Wat is de functie van de modelmededeling?
vrijdag 20 november 2020
Sabine Snijders, Senior jurist en Privacy officer bij SNG, licht toe wat de functie is van de ‘modelmededeling’.
Wanneer een beslaglegger derdenbeslag (eventueel vereenvoudigd) wil leggen, berekent hij de beslagvrije voet. Dit doet hij met behulp van een rekenmodule. Lees ook de vorige blog: ‘Wat is het juridisch kader voor de rekenmodule vBVV?’ De berekende beslagvrije voet deelt de beslaglegger mee aan de schuldenaar. Dit gebeurt volgens een bij of krachtens algemene maatregel van bestuur vast te stellen model ('modelmededeling’). Het model zal worden opgenomen in een ministeriële regeling.
In de modelmededeling worden de gegevens vermeld waarop de vaststelling van de beslagvrije voet is gebaseerd en de wijze waarop de beslagvrije voet is berekend. Daarbij wordt de schuldenaar in de modelmededeling tevens gewezen op zijn/haar informatieverplichting, waarbij het onder meer gaat om voor de vaststelling van de beslagvrije voet benodigde gegevens die niet kunnen worden verkregen uit de BRP en UWV Polis.

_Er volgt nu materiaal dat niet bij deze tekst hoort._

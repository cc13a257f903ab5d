use anyhow::{Context, Result};
use clap::Parser;
use coursegraph_api::Server;
use coursegraph_core::{
    telemetry::{init_tracing, with_bootstrap_logging},
    ConfigManager, DatabaseBackend,
};
use std::path::PathBuf;

#[derive(Parser)]
#[command(name = "coursegraph-api")]
#[command(about = "CourseGraph Query Service - read-only REST API over the course catalog", long_about = None)]
#[command(version)]
struct Cli {
    /// Directory holding default.toml, {env}.toml and local.toml
    #[arg(long, env = "COURSEGRAPH_CONFIG_DIR")]
    config_dir: Option<PathBuf>,

    /// Configuration environment (development, production, ...)
    #[arg(long, env = "COURSEGRAPH_ENV")]
    env: Option<String>,

    /// Bind address
    #[arg(long)]
    host: Option<String>,

    /// Bind port
    #[arg(short, long)]
    port: Option<u16>,

    /// Serve the catalog from a JSON fixture instead of MySQL
    #[arg(long)]
    fixture: Option<PathBuf>,
}

#[tokio::main]
async fn main() -> Result<()> {
    let cli = Cli::parse();

    let config = with_bootstrap_logging(|| {
        ConfigManager::new_with(cli.config_dir, cli.env, |settings| {
            if let Some(host) = cli.host {
                settings.server.host = host;
            }
            if let Some(port) = cli.port {
                settings.server.port = port;
            }
            if let Some(path) = cli.fixture {
                settings.database.backend = DatabaseBackend::Fixture;
                settings.database.fixture_path = Some(path);
            }
        })
    })
    .context("loading configuration")?;
    let settings = config.into_settings();
    settings
        .validate_api()
        .context("validating configuration")?;

    init_tracing(&settings.logging, "tower_http=debug");

    let server = Server::new(settings)
        .await
        .context("opening catalog store")?;
    server.run().await.context("running API server")?;
    Ok(())
}
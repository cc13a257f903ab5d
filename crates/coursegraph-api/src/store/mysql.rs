use async_trait::async_trait;
use coursegraph_core::{
    ConcurrentEdge, Course, CourseCode, CourseGraphError, CourseStore, DatabaseConfig,
    InstructorGradeRecord, PrerequisiteEdge, RawConcurrentRow, RawCourseRow, RawGradeRow,
    RawPrerequisiteRow, RawValue, Result,
};
use secrecy::ExposeSecret;
use sqlx::mysql::{MySqlConnectOptions, MySqlPool, MySqlPoolOptions, MySqlSslMode};
use sqlx::FromRow;
use std::time::Duration;
use tracing::{debug, error, info};

// Numeric columns are selected as text so every value goes through the same
// strict parse regardless of the declared column type.

const COURSE_COLUMNS: &str = r#"
    SELECT course_code,
           course_name,
           CAST(credit_hours AS CHAR) AS credit_hours
    FROM Course_Information"#;

const GRADE_COLUMNS: &str = r#"
    SELECT Course_Code AS course_code,
           Instructor AS instructor,
           CAST(Percentage_As AS CHAR) AS percentage_a,
           CAST(Percentage_Bs AS CHAR) AS percentage_b,
           CAST(Percentage_Cs AS CHAR) AS percentage_c,
           CAST(Percentage_Ds AS CHAR) AS percentage_d,
           CAST(Percentage_Fs AS CHAR) AS percentage_f,
           CAST(Total_Students AS CHAR) AS total_students
    FROM course_gpa_by_instructor
    WHERE Total_Students > 0"#;

#[derive(Debug, FromRow)]
struct CourseRow {
    course_code: String,
    course_name: String,
    credit_hours: Option<String>,
}

impl From<CourseRow> for RawCourseRow {
    fn from(row: CourseRow) -> Self {
        Self {
            course_code: row.course_code,
            course_name: row.course_name,
            credit_hours: row.credit_hours.map(RawValue::Text),
        }
    }
}

#[derive(Debug, FromRow)]
struct GradeRow {
    course_code: String,
    instructor: Option<String>,
    percentage_a: Option<String>,
    percentage_b: Option<String>,
    percentage_c: Option<String>,
    percentage_d: Option<String>,
    percentage_f: Option<String>,
    total_students: Option<String>,
}

impl From<GradeRow> for RawGradeRow {
    fn from(row: GradeRow) -> Self {
        Self {
            course_code: row.course_code,
            instructor: row.instructor,
            percentage_a: row.percentage_a.map(RawValue::Text),
            percentage_b: row.percentage_b.map(RawValue::Text),
            percentage_c: row.percentage_c.map(RawValue::Text),
            percentage_d: row.percentage_d.map(RawValue::Text),
            percentage_f: row.percentage_f.map(RawValue::Text),
            total_students: row.total_students.map(RawValue::Text),
        }
    }
}

#[derive(Debug, FromRow)]
struct PrerequisiteRow {
    course_code: String,
    prerequisite_course_code: String,
    requirement_group_id: Option<String>,
}

impl From<PrerequisiteRow> for RawPrerequisiteRow {
    fn from(row: PrerequisiteRow) -> Self {
        Self {
            course_code: row.course_code,
            prerequisite_course_code: row.prerequisite_course_code,
            requirement_group_id: row.requirement_group_id.map(RawValue::Text),
        }
    }
}

#[derive(Debug, FromRow)]
struct ConcurrentRow {
    course_code: String,
    concurrent_enrollment_course_code: String,
}

impl From<ConcurrentRow> for RawConcurrentRow {
    fn from(row: ConcurrentRow) -> Self {
        Self {
            course_code: row.course_code,
            concurrent_enrollment_course_code: row.concurrent_enrollment_course_code,
        }
    }
}

/// Catalog store over a bounded MySQL connection pool.
#[derive(Clone)]
pub struct MySqlCourseStore {
    pool: MySqlPool,
}

impl std::fmt::Debug for MySqlCourseStore {
    fn fmt(&self, f: &mut std::fmt::Formatter<'_>) -> std::fmt::Result {
        f.debug_struct("MySqlCourseStore")
            .field("size", &self.pool.size())
            .field("idle", &self.pool.num_idle())
            .finish()
    }
}

impl MySqlCourseStore {
    /// Build the pool. Connections are opened on first use, so an unreachable
    /// server surfaces per request instead of aborting startup.
    pub fn connect(config: &DatabaseConfig) -> Result<Self> {
        let mut options = MySqlConnectOptions::new()
            .host(&config.host)
            .port(config.port)
            .database(&config.name)
            .username(&config.user)
            .ssl_mode(if config.ssl {
                MySqlSslMode::Required
            } else {
                MySqlSslMode::Disabled
            });
        if let Some(password) = config.password.as_ref() {
            options = options.password(password.expose_secret());
        }

        let pool = MySqlPoolOptions::new()
            .max_connections(config.max_connections)
            .acquire_timeout(Duration::from_secs(config.connect_timeout_secs))
            .connect_lazy_with(options);

        info!(
            host = %config.host,
            port = config.port,
            database = %config.name,
            max_connections = config.max_connections,
            ssl = config.ssl,
            "MySQL pool configured"
        );
        Ok(Self { pool })
    }

    pub fn from_pool(pool: MySqlPool) -> Self {
        Self { pool }
    }

    pub fn pool(&self) -> &MySqlPool {
        &self.pool
    }
}

#[async_trait]
impl CourseStore for MySqlCourseStore {
    async fn list_courses(&self) -> Result<Vec<Course>> {
        let sql = format!("{COURSE_COLUMNS} ORDER BY course_code");
        let rows = sqlx::query_as::<_, CourseRow>(&sql)
            .fetch_all(&self.pool)
            .await
            .map_err(map_sqlx_error)?;
        debug!(rows = rows.len(), "fetched courses");
        rows.into_iter()
            .map(|row| Course::try_from(RawCourseRow::from(row)))
            .collect()
    }

    async fn find_course(&self, code: &CourseCode) -> Result<Option<Course>> {
        let sql = format!("{COURSE_COLUMNS} WHERE course_code = ?");
        let row = sqlx::query_as::<_, CourseRow>(&sql)
            .bind(code.as_str())
            .fetch_optional(&self.pool)
            .await
            .map_err(map_sqlx_error)?;
        row.map(|row| Course::try_from(RawCourseRow::from(row)))
            .transpose()
    }

    async fn grade_records(&self, code: Option<&CourseCode>) -> Result<Vec<InstructorGradeRecord>> {
        let rows = match code {
            Some(code) => {
                let sql = format!("{GRADE_COLUMNS} AND Course_Code = ? ORDER BY Instructor");
                sqlx::query_as::<_, GradeRow>(&sql)
                    .bind(code.as_str())
                    .fetch_all(&self.pool)
                    .await
            }
            None => {
                let sql = format!("{GRADE_COLUMNS} ORDER BY Course_Code, Instructor");
                sqlx::query_as::<_, GradeRow>(&sql)
                    .fetch_all(&self.pool)
                    .await
            }
        }
        .map_err(map_sqlx_error)?;
        debug!(rows = rows.len(), course = ?code.map(CourseCode::as_str), "fetched grade rows");
        rows.into_iter()
            .map(|row| InstructorGradeRecord::try_from(RawGradeRow::from(row)))
            .collect()
    }

    async fn prerequisites(&self, code: &CourseCode) -> Result<Vec<PrerequisiteEdge>> {
        let rows = sqlx::query_as::<_, PrerequisiteRow>(
            r#"
            SELECT course_code,
                   prerequisite_course_code,
                   CAST(requirement_group_id AS CHAR) AS requirement_group_id
            FROM Prerequisite
            WHERE course_code = ?"#,
        )
        .bind(code.as_str())
        .fetch_all(&self.pool)
        .await
        .map_err(map_sqlx_error)?;
        rows.into_iter()
            .map(|row| PrerequisiteEdge::try_from(RawPrerequisiteRow::from(row)))
            .collect()
    }

    async fn concurrent_enrollment(&self, code: &CourseCode) -> Result<Vec<ConcurrentEdge>> {
        let rows = sqlx::query_as::<_, ConcurrentRow>(
            r#"
            SELECT course_code, concurrent_enrollment_course_code
            FROM Concurrent_Enrollment
            WHERE course_code = ?
            ORDER BY concurrent_enrollment_course_code"#,
        )
        .bind(code.as_str())
        .fetch_all(&self.pool)
        .await
        .map_err(map_sqlx_error)?;
        rows.into_iter()
            .map(|row| ConcurrentEdge::try_from(RawConcurrentRow::from(row)))
            .collect()
    }

    async fn ping(&self) -> Result<()> {
        sqlx::query("SELECT 1")
            .execute(&self.pool)
            .await
            .map_err(map_sqlx_error)?;
        Ok(())
    }

    async fn close(&self) {
        info!("Closing MySQL pool");
        self.pool.close().await;
    }
}

fn map_sqlx_error(err: sqlx::Error) -> CourseGraphError {
    match err {
        sqlx::Error::Io(_)
        | sqlx::Error::Tls(_)
        | sqlx::Error::PoolTimedOut
        | sqlx::Error::PoolClosed
        | sqlx::Error::WorkerCrashed => {
            error!("catalog store unavailable: {}", err);
            CourseGraphError::StoreUnavailable(err.to_string())
        }
        other => {
            error!("catalog query failed: {}", other);
            CourseGraphError::Database(other.to_string())
        }
    }
}

#[cfg(test)]
mod tests {
    use super::*;

    #[test]
    fn text_columns_become_raw_text() {
        let raw = RawGradeRow::from(GradeRow {
            course_code: "CS101".into(),
            instructor: Some("Smith, Jane".into()),
            percentage_a: Some("80.00".into()),
            percentage_b: Some("15.00".into()),
            percentage_c: Some("5.00".into()),
            percentage_d: Some("0.00".into()),
            percentage_f: None,
            total_students: Some("50".into()),
        });
        assert_eq!(raw.percentage_a, Some(RawValue::Text("80.00".into())));
        assert_eq!(raw.percentage_f, None);

        let record = InstructorGradeRecord::try_from(raw).unwrap();
        assert_eq!(record.total_students, Some(50));
        assert_eq!(record.distribution.gpa(), None);
    }

    #[test]
    fn pool_errors_mean_unavailable() {
        assert!(matches!(
            map_sqlx_error(sqlx::Error::PoolTimedOut),
            CourseGraphError::StoreUnavailable(_)
        ));
        assert!(matches!(
            map_sqlx_error(sqlx::Error::RowNotFound),
            CourseGraphError::Database(_)
        ));
    }

    #[tokio::test]
    async fn unreachable_server_is_unavailable() {
        let config = DatabaseConfig {
            host: "127.0.0.1".into(),
            port: 1,
            name: "catalog".into(),
            ssl: false,
            connect_timeout_secs: 1,
            ..DatabaseConfig::default()
        };
        let store = MySqlCourseStore::connect(&config).unwrap();
        let err = store.ping().await.unwrap_err();
        assert!(matches!(err, CourseGraphError::StoreUnavailable(_)), "{err}");
        store.close().await;
    }
}
use crate::store::FixtureCourseStore;
use crate::AppState;
use coursegraph_core::{ApiConfig, CourseStore, NotFoundMode};
use std::sync::Arc;

pub const CATALOG_FIXTURE: &str =
    include_str!(concat!(env!("CARGO_MANIFEST_DIR"), "/../../fixtures/catalog.json"));

pub fn fixture_store() -> Arc<dyn CourseStore> {
    Arc::new(FixtureCourseStore::from_json(CATALOG_FIXTURE).expect("catalog fixture parses"))
}

impl AppState {
    /// State over the bundled catalog fixture.
    pub fn new_for_testing(not_found: NotFoundMode) -> Self {
        Self::new(fixture_store(), ApiConfig { not_found })
    }
}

Ook wordt de schuldenaar in de modelmededeling erop gewezen bepaalde omstandigheden omtrent de woonsituatie door te geven. Het gaat daarbij onder meer om woonkosten die hoger zijn dan een aangegeven normbedrag of een koopwoning in combinatie met inkomsten onder een bepaald normbedrag. Dit onderdeel van de modelmededeling betreft formeel gezien de verplichting tot het wijzen op de mogelijkheden voor de schuldenaar om de beslagvrije voet op verzoek te verhogen.
Indien de schuldenaar binnen vier weken na ontvangst van de modelmededeling omstandigheden meldt die tot gevolg hebben dat de beslaglegger de beslagvrije voet verhoogt, wordt hiermee rekening gehouden vanaf het moment van beslaglegging. Wanneer de schuldenaar niet reageert en aanvullende gegevens aanlevert, mag de beslaglegger ervan uitgaan dat hij de beslagvrije voet heeft gebaseerd op de juiste gegevens.

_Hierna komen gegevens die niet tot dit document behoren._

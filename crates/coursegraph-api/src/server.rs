use crate::{create_router, store::open_store, AppState};
use coursegraph_core::{CourseGraphError, CourseStore, Result, Settings};
use std::net::SocketAddr;
use std::sync::Arc;
use tokio::net::TcpListener;
use tokio::signal;
use tracing::{error, info};

pub struct Server {
    state: AppState,
    store: Arc<dyn CourseStore>,
    settings: Settings,
}

impl Server {
    /// Open the configured store. The store lives as long as the server.
    pub async fn new(settings: Settings) -> Result<Self> {
        let store = open_store(&settings.database).await?;
        Ok(Self::with_store(settings, store))
    }

    pub fn with_store(settings: Settings, store: Arc<dyn CourseStore>) -> Self {
        let state = AppState::new(store.clone(), settings.api.clone());
        Self {
            state,
            store,
            settings,
        }
    }

    pub fn addr(&self) -> Result<SocketAddr> {
        let host = &self.settings.server.host;
        format!("{}:{}", host, self.settings.server.port)
            .parse()
            .map_err(|e| CourseGraphError::Config(format!("invalid server address {host}: {e}")))
    }

    pub async fn run(self) -> Result<()> {
        let addr = self.addr()?;
        let listener = bind(addr)?;
        self.serve(listener).await
    }

    /// Serve on an already bound listener until a shutdown signal, then close
    /// the store.
    pub async fn serve(self, listener: TcpListener) -> Result<()> {
        let router = create_router(self.state, &self.settings.cors);

        info!(
            "CourseGraph API listening on http://{}",
            listener.local_addr()?
        );
        info!("  GET /api/courses - Course list with average GPA");
        info!("  GET /api/courses/{{code}} - Course detail");
        info!("  GET /health, /health/ready - Liveness and readiness");

        let served = axum::serve(listener, router)
            .with_graceful_shutdown(shutdown_signal())
            .await;

        self.store.close().await;
        info!("Catalog store closed");
        served.map_err(CourseGraphError::Io)
    }
}

/// Bind with tuned socket options for better keep-alive behavior.
fn bind(addr: SocketAddr) -> Result<TcpListener> {
    let socket = if addr.is_ipv6() {
        tokio::net::TcpSocket::new_v6()
    } else {
        tokio::net::TcpSocket::new_v4()
    }?;

    let _ = socket.set_reuseaddr(true);
    let _ = socket.set_keepalive(true);
    socket.bind(addr)?;
    Ok(socket.listen(1024)?)
}

pub async fn shutdown_signal() {
    let ctrl_c = async {
        if let Err(e) = signal::ctrl_c().await {
            error!("Failed to listen for Ctrl+C: {}", e);
            std::future::pending::<()>().await;
        }
    };

    #[cfg(unix)]
    let terminate = async {
        match signal::unix::signal(signal::unix::SignalKind::terminate()) {
            Ok(mut sigterm) => {
                sigterm.recv().await;
            }
            Err(e) => {
                error!("Failed to install SIGTERM handler: {}", e);
                std::future::pending::<()>().await;
            }
        }
    };

    #[cfg(not(unix))]
    let terminate = std::future::pending::<()>();

    tokio::select! {
        _ = ctrl_c => {
            info!("Received Ctrl+C, shutting down gracefully");
        },
        _ = terminate => {
            info!("Received SIGTERM, shutting down gracefully");
        },
    }
}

Indien al een beslaglegger beslag heeft gelegd op de periodieke inkomsten, onder een derde, vraagt de latere beslaglegger bij de eerdere, coördinerend deurwaarder de berekende beslagvrije voet op (alsmede de gegevens waarop deze is gebaseerd).

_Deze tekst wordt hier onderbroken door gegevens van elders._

//! Prerequisite requirement groups.
//!
//! Prerequisite edges sharing a requirement group id form an OR-set: any one
//! of the member courses satisfies the group. Distinct groups of the same
//! course are ANDed. Groups are derived from the flat edge list on demand and
//! keep the order in which their ids first appear.

use crate::{CourseCode, PrerequisiteItem};

#[derive(Debug, Clone, Copy, PartialEq, Eq)]
pub enum RequirementKind {
    /// Single member; the course itself is required.
    Required,
    /// Several members; at least one of them is required.
    OneOf,
}

impl RequirementKind {
    pub fn heading(self) -> &'static str {
        match self {
            RequirementKind::Required => "Required:",
            RequirementKind::OneOf => "One of the following:",
        }
    }

    pub fn explanation(self) -> &'static str {
        match self {
            RequirementKind::Required => "You must take this course",
            RequirementKind::OneOf => "You must take at least one of these courses",
        }
    }
}

#[derive(Debug, Clone, PartialEq, Eq)]
pub struct RequirementGroup {
    pub group_id: i64,
    pub courses: Vec<CourseCode>,
}

impl RequirementGroup {
    pub fn kind(&self) -> RequirementKind {
        if self.courses.len() > 1 {
            RequirementKind::OneOf
        } else {
            RequirementKind::Required
        }
    }
}

/// Partition prerequisite edges into requirement groups, first-seen order.
pub fn group_prerequisites(items: &[PrerequisiteItem]) -> Vec<RequirementGroup> {
    let mut groups: Vec<RequirementGroup> = Vec::new();
    for item in items {
        match groups
            .iter_mut()
            .find(|g| g.group_id == item.requirement_group_id)
        {
            Some(group) => group.courses.push(item.prerequisite_course_code.clone()),
            None => groups.push(RequirementGroup {
                group_id: item.requirement_group_id,
                courses: vec![item.prerequisite_course_code.clone()],
            }),
        }
    }
    groups
}

/// Groups paired with whether an "AND" separator follows them.
pub fn with_separators(
    groups: &[RequirementGroup],
) -> impl Iterator<Item = (&RequirementGroup, bool)> {
    let last = groups.len().saturating_sub(1);
    groups.iter().enumerate().map(move |(i, g)| (g, i < last))
}

#[cfg(test)]
mod tests {
    use super::*;

    fn item(code: &str, group: i64) -> PrerequisiteItem {
        PrerequisiteItem {
            prerequisite_course_code: CourseCode::parse(code).unwrap(),
            requirement_group_id: group,
        }
    }

    fn codes(group: &RequirementGroup) -> Vec<&str> {
        group.courses.iter().map(CourseCode::as_str).collect()
    }

    #[test]
    fn or_groups_are_anded_in_first_seen_order() {
        let groups = group_prerequisites(&[item("A", 1), item("B", 1), item("C", 2)]);
        assert_eq!(groups.len(), 2);

        assert_eq!(groups[0].group_id, 1);
        assert_eq!(codes(&groups[0]), ["A", "B"]);
        assert_eq!(groups[0].kind(), RequirementKind::OneOf);

        assert_eq!(groups[1].group_id, 2);
        assert_eq!(codes(&groups[1]), ["C"]);
        assert_eq!(groups[1].kind(), RequirementKind::Required);

        let separators: Vec<bool> = with_separators(&groups).map(|(_, and)| and).collect();
        assert_eq!(separators, [true, false]);
    }

    #[test]
    fn interleaved_groups_keep_first_appearance() {
        let groups = group_prerequisites(&[item("X", 7), item("Y", 3), item("Z", 7)]);
        let ids: Vec<i64> = groups.iter().map(|g| g.group_id).collect();
        assert_eq!(ids, [7, 3]);
        assert_eq!(codes(&groups[0]), ["X", "Z"]);
    }

    #[test]
    fn no_edges_means_no_groups() {
        let groups = group_prerequisites(&[]);
        assert!(groups.is_empty());
        assert_eq!(with_separators(&groups).count(), 0);
    }

    #[test]
    fn kind_text() {
        assert_eq!(RequirementKind::OneOf.heading(), "One of the following:");
        assert_eq!(
            RequirementKind::Required.explanation(),
            "You must take this course"
        );
    }
}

Gerechtsdeurwaarders kunnen de beslagvrije voet raadplegen in het Digitaal Beslagregister (DBR), waar alle gerechtsdeurwaarders op zijn aangesloten.
De latere beslaglegger verwijst dan de schuldenaar naar de coördinerend deurwaarder onder vermelding van de mogelijkheid van de schuldenaar om wijzigingen die van invloed zijn op de hoogte van de beslagvrije voet bij de coördinerend deurwaarder te melden. De schuldenaar moet wijzigingen dus steeds mededelen aan de coördinerend deurwaarder.